» **What the exercise asks**
Each line from the beginning of the entries below through the line that includes "new release time." must be returned exactly as given.

» **Information provided**
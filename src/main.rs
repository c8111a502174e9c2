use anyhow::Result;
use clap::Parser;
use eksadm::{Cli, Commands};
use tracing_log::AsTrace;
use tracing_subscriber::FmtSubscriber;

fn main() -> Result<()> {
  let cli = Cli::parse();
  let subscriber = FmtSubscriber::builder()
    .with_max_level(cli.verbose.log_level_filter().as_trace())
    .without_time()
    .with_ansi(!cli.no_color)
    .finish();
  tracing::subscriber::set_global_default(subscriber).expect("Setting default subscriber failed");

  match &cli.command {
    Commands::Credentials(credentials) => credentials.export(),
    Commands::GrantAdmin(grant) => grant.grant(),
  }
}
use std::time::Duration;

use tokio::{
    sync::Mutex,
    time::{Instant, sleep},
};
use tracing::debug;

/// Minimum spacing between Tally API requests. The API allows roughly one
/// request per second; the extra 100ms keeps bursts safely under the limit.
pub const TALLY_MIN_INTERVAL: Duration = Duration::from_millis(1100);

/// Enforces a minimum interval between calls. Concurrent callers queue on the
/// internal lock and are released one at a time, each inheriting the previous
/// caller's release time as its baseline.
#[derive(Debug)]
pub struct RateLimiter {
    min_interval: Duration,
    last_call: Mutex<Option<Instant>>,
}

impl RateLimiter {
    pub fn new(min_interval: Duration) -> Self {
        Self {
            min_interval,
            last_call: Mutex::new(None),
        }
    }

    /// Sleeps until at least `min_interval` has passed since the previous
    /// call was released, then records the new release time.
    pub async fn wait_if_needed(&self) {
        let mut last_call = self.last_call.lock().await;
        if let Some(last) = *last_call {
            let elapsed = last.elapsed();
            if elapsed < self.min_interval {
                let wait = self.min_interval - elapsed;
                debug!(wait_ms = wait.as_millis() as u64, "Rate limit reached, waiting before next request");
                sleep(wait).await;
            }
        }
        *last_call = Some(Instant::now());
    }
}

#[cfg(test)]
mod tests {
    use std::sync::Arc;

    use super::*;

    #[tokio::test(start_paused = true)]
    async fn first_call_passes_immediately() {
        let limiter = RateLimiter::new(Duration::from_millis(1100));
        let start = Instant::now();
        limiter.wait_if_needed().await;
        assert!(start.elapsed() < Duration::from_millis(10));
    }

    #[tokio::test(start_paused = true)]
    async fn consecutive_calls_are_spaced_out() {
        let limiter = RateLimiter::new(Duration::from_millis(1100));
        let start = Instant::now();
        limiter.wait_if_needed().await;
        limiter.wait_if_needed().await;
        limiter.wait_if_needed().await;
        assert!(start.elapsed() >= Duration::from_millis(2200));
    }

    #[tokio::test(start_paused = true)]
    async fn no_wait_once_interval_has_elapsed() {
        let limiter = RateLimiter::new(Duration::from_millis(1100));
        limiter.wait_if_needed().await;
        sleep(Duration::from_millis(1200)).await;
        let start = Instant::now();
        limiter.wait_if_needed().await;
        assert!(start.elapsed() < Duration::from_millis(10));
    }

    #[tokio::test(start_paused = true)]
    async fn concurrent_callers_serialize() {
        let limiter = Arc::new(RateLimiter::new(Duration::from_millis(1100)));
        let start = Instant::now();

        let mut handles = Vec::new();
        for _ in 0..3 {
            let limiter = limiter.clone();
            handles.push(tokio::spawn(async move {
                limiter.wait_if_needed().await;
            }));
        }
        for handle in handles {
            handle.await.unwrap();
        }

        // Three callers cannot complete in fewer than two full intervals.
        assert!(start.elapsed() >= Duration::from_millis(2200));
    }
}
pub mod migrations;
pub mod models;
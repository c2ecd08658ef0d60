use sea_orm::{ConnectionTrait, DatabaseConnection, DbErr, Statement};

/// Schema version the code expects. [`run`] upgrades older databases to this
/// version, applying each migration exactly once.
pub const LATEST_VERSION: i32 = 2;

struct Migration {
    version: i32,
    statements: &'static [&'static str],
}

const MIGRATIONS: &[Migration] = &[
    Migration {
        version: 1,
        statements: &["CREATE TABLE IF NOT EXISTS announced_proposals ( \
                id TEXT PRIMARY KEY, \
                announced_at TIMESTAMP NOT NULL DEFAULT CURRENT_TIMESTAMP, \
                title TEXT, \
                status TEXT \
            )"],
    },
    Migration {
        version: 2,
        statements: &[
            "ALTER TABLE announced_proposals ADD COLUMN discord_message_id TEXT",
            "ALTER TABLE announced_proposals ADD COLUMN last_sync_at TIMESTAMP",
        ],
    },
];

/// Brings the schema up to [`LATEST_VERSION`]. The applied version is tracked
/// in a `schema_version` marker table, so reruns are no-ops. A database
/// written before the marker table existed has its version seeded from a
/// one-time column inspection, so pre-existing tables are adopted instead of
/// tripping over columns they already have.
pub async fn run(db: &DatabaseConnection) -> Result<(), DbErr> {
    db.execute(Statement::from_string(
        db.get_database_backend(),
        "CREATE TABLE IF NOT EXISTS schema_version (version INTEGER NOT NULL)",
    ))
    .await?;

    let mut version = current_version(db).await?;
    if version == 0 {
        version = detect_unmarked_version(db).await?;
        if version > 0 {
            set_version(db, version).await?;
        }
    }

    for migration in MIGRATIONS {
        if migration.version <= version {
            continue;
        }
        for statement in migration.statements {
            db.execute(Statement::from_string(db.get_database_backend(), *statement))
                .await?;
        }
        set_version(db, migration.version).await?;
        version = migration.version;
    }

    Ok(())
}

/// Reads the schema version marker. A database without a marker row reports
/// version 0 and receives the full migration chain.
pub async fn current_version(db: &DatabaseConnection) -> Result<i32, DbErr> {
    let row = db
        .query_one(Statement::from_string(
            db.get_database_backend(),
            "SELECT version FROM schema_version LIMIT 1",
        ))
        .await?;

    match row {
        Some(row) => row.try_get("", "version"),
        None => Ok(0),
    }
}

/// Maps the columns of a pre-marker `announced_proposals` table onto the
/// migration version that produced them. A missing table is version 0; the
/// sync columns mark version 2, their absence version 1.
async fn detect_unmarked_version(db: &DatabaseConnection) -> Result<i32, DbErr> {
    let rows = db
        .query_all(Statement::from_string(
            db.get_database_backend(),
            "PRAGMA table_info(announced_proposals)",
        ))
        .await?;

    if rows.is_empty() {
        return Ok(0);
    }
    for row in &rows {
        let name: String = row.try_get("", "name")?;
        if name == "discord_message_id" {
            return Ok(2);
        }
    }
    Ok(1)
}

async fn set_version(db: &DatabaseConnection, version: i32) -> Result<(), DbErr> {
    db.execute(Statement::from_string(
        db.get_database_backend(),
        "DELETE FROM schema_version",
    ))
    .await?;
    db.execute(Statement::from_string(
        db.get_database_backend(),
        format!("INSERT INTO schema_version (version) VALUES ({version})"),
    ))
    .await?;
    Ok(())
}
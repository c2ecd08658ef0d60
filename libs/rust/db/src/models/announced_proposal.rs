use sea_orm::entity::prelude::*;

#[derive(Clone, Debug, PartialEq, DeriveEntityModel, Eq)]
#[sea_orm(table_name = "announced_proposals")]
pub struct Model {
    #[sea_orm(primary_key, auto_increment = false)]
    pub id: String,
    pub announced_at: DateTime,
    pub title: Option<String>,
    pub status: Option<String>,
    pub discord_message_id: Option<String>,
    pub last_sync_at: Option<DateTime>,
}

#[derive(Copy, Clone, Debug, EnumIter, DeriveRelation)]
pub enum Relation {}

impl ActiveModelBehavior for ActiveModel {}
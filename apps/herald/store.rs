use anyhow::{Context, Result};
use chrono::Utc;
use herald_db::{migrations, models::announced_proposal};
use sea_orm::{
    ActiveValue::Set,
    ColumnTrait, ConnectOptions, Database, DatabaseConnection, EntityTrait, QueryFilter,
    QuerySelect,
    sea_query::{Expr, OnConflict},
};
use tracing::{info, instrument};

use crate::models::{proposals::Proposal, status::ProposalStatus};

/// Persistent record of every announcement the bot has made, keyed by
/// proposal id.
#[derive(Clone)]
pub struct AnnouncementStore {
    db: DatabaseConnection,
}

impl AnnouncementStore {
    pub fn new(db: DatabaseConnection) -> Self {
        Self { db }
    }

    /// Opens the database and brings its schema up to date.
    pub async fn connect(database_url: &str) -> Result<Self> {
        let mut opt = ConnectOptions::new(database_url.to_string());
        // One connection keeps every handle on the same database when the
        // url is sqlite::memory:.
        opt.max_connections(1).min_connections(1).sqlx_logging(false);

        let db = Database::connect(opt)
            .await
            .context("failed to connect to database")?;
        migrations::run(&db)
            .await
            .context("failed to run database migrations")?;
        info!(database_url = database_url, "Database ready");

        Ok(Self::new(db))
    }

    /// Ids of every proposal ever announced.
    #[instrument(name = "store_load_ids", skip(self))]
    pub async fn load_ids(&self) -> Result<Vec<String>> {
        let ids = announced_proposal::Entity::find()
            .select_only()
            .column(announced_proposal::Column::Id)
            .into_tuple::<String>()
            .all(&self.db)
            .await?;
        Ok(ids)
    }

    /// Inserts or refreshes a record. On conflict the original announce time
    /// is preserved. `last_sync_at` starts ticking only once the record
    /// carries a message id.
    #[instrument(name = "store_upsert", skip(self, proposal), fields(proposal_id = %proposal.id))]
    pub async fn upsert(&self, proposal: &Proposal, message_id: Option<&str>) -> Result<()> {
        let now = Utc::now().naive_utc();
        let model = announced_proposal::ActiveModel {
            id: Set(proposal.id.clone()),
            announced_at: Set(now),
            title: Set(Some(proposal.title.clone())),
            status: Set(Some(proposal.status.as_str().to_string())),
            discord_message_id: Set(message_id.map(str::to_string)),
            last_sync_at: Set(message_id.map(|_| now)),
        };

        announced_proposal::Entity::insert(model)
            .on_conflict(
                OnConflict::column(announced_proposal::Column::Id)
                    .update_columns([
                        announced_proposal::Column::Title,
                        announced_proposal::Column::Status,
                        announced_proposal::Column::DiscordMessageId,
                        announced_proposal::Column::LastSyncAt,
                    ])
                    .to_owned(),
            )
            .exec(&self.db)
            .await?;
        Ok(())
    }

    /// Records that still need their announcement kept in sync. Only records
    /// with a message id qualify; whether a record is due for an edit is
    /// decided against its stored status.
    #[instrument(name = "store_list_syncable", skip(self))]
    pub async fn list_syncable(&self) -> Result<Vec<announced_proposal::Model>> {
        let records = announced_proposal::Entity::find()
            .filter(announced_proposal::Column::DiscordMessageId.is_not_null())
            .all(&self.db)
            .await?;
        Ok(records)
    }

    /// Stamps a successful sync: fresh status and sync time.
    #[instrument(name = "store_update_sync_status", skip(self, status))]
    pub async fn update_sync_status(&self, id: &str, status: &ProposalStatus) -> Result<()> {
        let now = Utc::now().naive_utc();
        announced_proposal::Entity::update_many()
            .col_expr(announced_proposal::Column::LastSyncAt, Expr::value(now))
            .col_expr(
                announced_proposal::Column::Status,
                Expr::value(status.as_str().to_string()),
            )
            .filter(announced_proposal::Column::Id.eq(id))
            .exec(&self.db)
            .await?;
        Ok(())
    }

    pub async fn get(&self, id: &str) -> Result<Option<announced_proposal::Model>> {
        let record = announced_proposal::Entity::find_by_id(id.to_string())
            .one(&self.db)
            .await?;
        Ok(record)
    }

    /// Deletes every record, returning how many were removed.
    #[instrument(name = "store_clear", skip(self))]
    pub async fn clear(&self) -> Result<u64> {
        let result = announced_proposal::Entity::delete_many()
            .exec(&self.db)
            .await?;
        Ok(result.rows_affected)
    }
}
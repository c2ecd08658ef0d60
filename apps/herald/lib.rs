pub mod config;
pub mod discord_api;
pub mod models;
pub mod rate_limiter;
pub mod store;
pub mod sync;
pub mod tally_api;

» **Result**
filename src/main.rs
repository c8111a502174e9c2
use anyhow::Result;
use clap::Parser;
use eksadm::{Cli, Commands};
use tracing_log::AsTrace;
use tracing_subscriber::FmtSubscriber;

fn main() -> Result<()> {
  let cli = Cli::parse();
  let subscriber = FmtSubscriber::builder()
    .with_max_level(cli.verbose.log_level_filter().as_trace())
    .without_time()
    .with_ansi(!cli.no_color)
    .finish();
  tracing::subscriber::set_global_default(subscriber).expect("Setting default subscriber failed");

  match &cli.command {
    Commands::Credentials(credentials) => credentials.export(),
    Commands::GrantAdmin(grant) => grant.grant(),
  }
}
use std::time::Duration;

use tokio::{
    sync::Mutex,
    time::{Instant, sleep},
};
use tracing::debug;

/// Minimum spacing between Tally API requests. The API allows roughly one
/// request per second; the extra 100ms keeps bursts safely under the limit.
pub const TALLY_MIN_INTERVAL: Duration = Duration::from_millis(1100);

/// Enforces a minimum interval between calls. Concurrent callers queue on the
/// internal lock and are released one at a time, each inheriting the previous
/// caller's release time as its baseline.
#[derive(Debug)]
pub struct RateLimiter {
    min_interval: Duration,
    last_call: Mutex<Option<Instant>>,
}

impl RateLimiter {
    pub fn new(min_interval: Duration) -> Self {
        Self {
            min_interval,
            last_call: Mutex::new(None),
        }
    }

    /// Sleeps until at least `min_interval` has passed since the previous
    /// call was released, then records the new release time.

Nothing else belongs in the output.